The Role of Inflammatory Cells and Cytochrome P450 in the Potentiation of CCl4-Induced Liver Injury by a Single Dose of Retinol

Abstract

Evidence suggests that 7 days of retinol pretreatment potentiates chemical-induced liver injury by a mechanism that involves activation of Kupffer cells (KC). These studies were designed to determine if shorter dosing regimens of retinol potentiate carbon tetrachloride (CCl4). Initially, a single dose of retinol was shown to potentiate the hepatotoxicity of CCl4. Male Sprague–Dawley rats were pretreated with all-trans-retinol (75 mg/kg p.o.) 24 hr prior to KC isolation or administration of CCl4(0.2 ml/kg i.p.). KC isolated at 24 hr after retinol released increased amounts of superoxide anion when stimulated with zymosan or phorbol myristate acetate. At 24 hr after CCl4, plasma ALT activities and histological sections of liver were examined. Retinol-pretreated rats showed a significant elevation in both enzyme leakage and centrilobular to midzonal necrosis compared to retinol vehicle controls following CCl4. Although complete protection was not seen, depletion of KC or neutrophils (PMNs) (by gadolinium chloride (GdCl3) or a PMN-depleting antibody, respectively) significantly reduced the hepatotoxicity of 1 day retinol/CCl4liver injury.
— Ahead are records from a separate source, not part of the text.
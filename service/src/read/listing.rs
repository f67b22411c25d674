//! [`Listing`]-related read definitions.

use smart_default::SmartDefault;

use crate::domain::{geo::BoundingBox, Listing};

/// Filter of [`Listing`]s shown on the map.
#[derive(Clone, Debug, SmartDefault)]
pub struct Filter {
    /// Indicator whether [`Listing`]s without a coordinate are skipped.
    #[default = true]
    pub only_with_coordinates: bool,

    /// Text the [`Listing`] title or address must contain.
    pub keyword: Option<String>,

    /// Tag the [`Listing`] must carry.
    pub theme: Option<String>,
}

impl Filter {
    /// Indicates whether the provided [`Listing`] passes this [`Filter`].
    #[must_use]
    pub fn matches(&self, listing: &Listing) -> bool {
        if self.only_with_coordinates && listing.coordinate.is_none() {
            return false;
        }
        if let Some(keyword) = self.keyword.as_deref() {
            if !listing.mentions(keyword) {
                return false;
            }
        }
        if let Some(theme) = self.theme.as_deref() {
            if !listing.tags.iter().any(|t| t.as_str() == theme) {
                return false;
            }
        }
        true
    }

    /// Indicates whether the provided [`Listing`] passes this [`Filter`] and
    /// lies within the provided [`BoundingBox`].
    ///
    /// [`Listing`]s without a coordinate can't be placed, so they are only
    /// kept if this [`Filter`] allows them at all.
    #[must_use]
    pub fn matches_within(&self, listing: &Listing, bbox: &BoundingBox) -> bool {
        self.matches(listing)
            && listing.coordinate.map_or(true, |c| bbox.contains(c))
    }
}
//! [`Query`] for measuring a [`DensityIndex`].

use std::convert::Infallible;

use futures::future;

use crate::{
    domain::{
        geo::{Coordinate, Radius},
        place::{Category, Target},
        signal::DensityIndex,
    },
    Service,
};

use super::{places, Query, SearchPlaces};

/// [`Query`] for measuring a [`DensityIndex`] around a point.
///
/// Never fails: a failed search counts as an empty one and marks the
/// [`DensityIndex`] as degraded.
#[derive(Clone, Copy, Debug)]
pub struct Density {
    /// Point to measure around.
    pub center: Coordinate,

    /// [`Radius`] to measure within, the configured competition one if
    /// [`None`].
    pub radius: Option<Radius>,
}

impl<Db, Pl, Gc> Query<Density> for Service<Db, Pl, Gc>
where
    Self: Query<SearchPlaces, Ok = places::Outcome, Err = Infallible>,
{
    type Ok = DensityIndex;
    type Err = Infallible;

    async fn execute(
        &self,
        Density { center, radius }: Density,
    ) -> Result<Self::Ok, Self::Err> {
        let radius = radius.unwrap_or(self.config().competition.radius);
        let search = |category| async move {
            self.execute(SearchPlaces::new(
                Target::Category(category),
                center,
                radius,
            ))
            .await
            .unwrap_or_else(|e| match e {})
        };

        let (cafes, restaurants, convenience) = future::join3(
            search(Category::Cafe),
            search(Category::Restaurant),
            search(Category::Convenience),
        )
        .await;

        Ok(DensityIndex {
            degraded: cafes.degraded
                || restaurants.degraded
                || convenience.degraded,
            ..DensityIndex::new(
                &cafes.page,
                &restaurants.page,
                &convenience.page,
            )
        })
    }
}

#[cfg(test)]
mod spec {
    use crate::{
        domain::{
            geo::Coordinate,
            place::{Category, Target},
            signal::decay_sum,
        },
        query::spec::{page, service, Scripted, Unreachable},
        Query as _,
    };

    use super::Density;

    fn query() -> Density {
        Density {
            center: Coordinate::new(36.78, 126.45).unwrap(),
            radius: None,
        }
    }

    #[tokio::test]
    async fn decays_by_rank() {
        let places = Scripted::default()
            .with(Target::Category(Category::Cafe), 200)
            .with(Target::Category(Category::Restaurant), 300)
            .with(Target::Category(Category::Convenience), 50);
        let svc = service([], places);

        let index = svc.execute(query()).await.unwrap();

        assert_eq!(index.cafes, 200);
        assert_eq!(index.restaurants, 300);
        assert_eq!(index.convenience_stores, 50);
        let decayed = decay_sum(&page(15));
        assert!((index.competition - decayed * 1.7 / 15.0).abs() < 1e-9);
        assert!((index.attractiveness - decayed / 12.0).abs() < 1e-9);
        assert!(index.competition > index.attractiveness);
        assert!(!index.degraded);
    }

    #[tokio::test]
    async fn zero_when_unreachable() {
        let svc = service([], Unreachable);

        let index = svc.execute(query()).await.unwrap();

        assert_eq!(index.cafes, 0);
        assert!(index.competition.abs() < f64::EPSILON);
        assert!(index.attractiveness.abs() < f64::EPSILON);
        assert!(index.degraded);
    }
}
Immunohistochemical analysis of livers showed significant elevations in positive staining for ED2, ED1, and HIS48 in retinol-pretreated rats given CCl4. GdCl3effectively reduced ED2 staining but did not greatly affect HIS48 staining. Additional studies were performed to estimate the effect of retinol on noninflammatory processes. While total cytochrome P450 was not increased, the activity and concentration of CYP2E1 were both significantly elevated after a single dose of retinol. Hepatocytes isolated from 1-day retinol-treated rats were also more susceptible to CCl4injury, a consequence that is most likely related to elevated CYP2E1 activity. These findings suggest that a single pretreatment with retinol may potentiate CCl4hepatotoxicity by multiple mechanisms which involve increased biotransformation and inflammatory cell activities.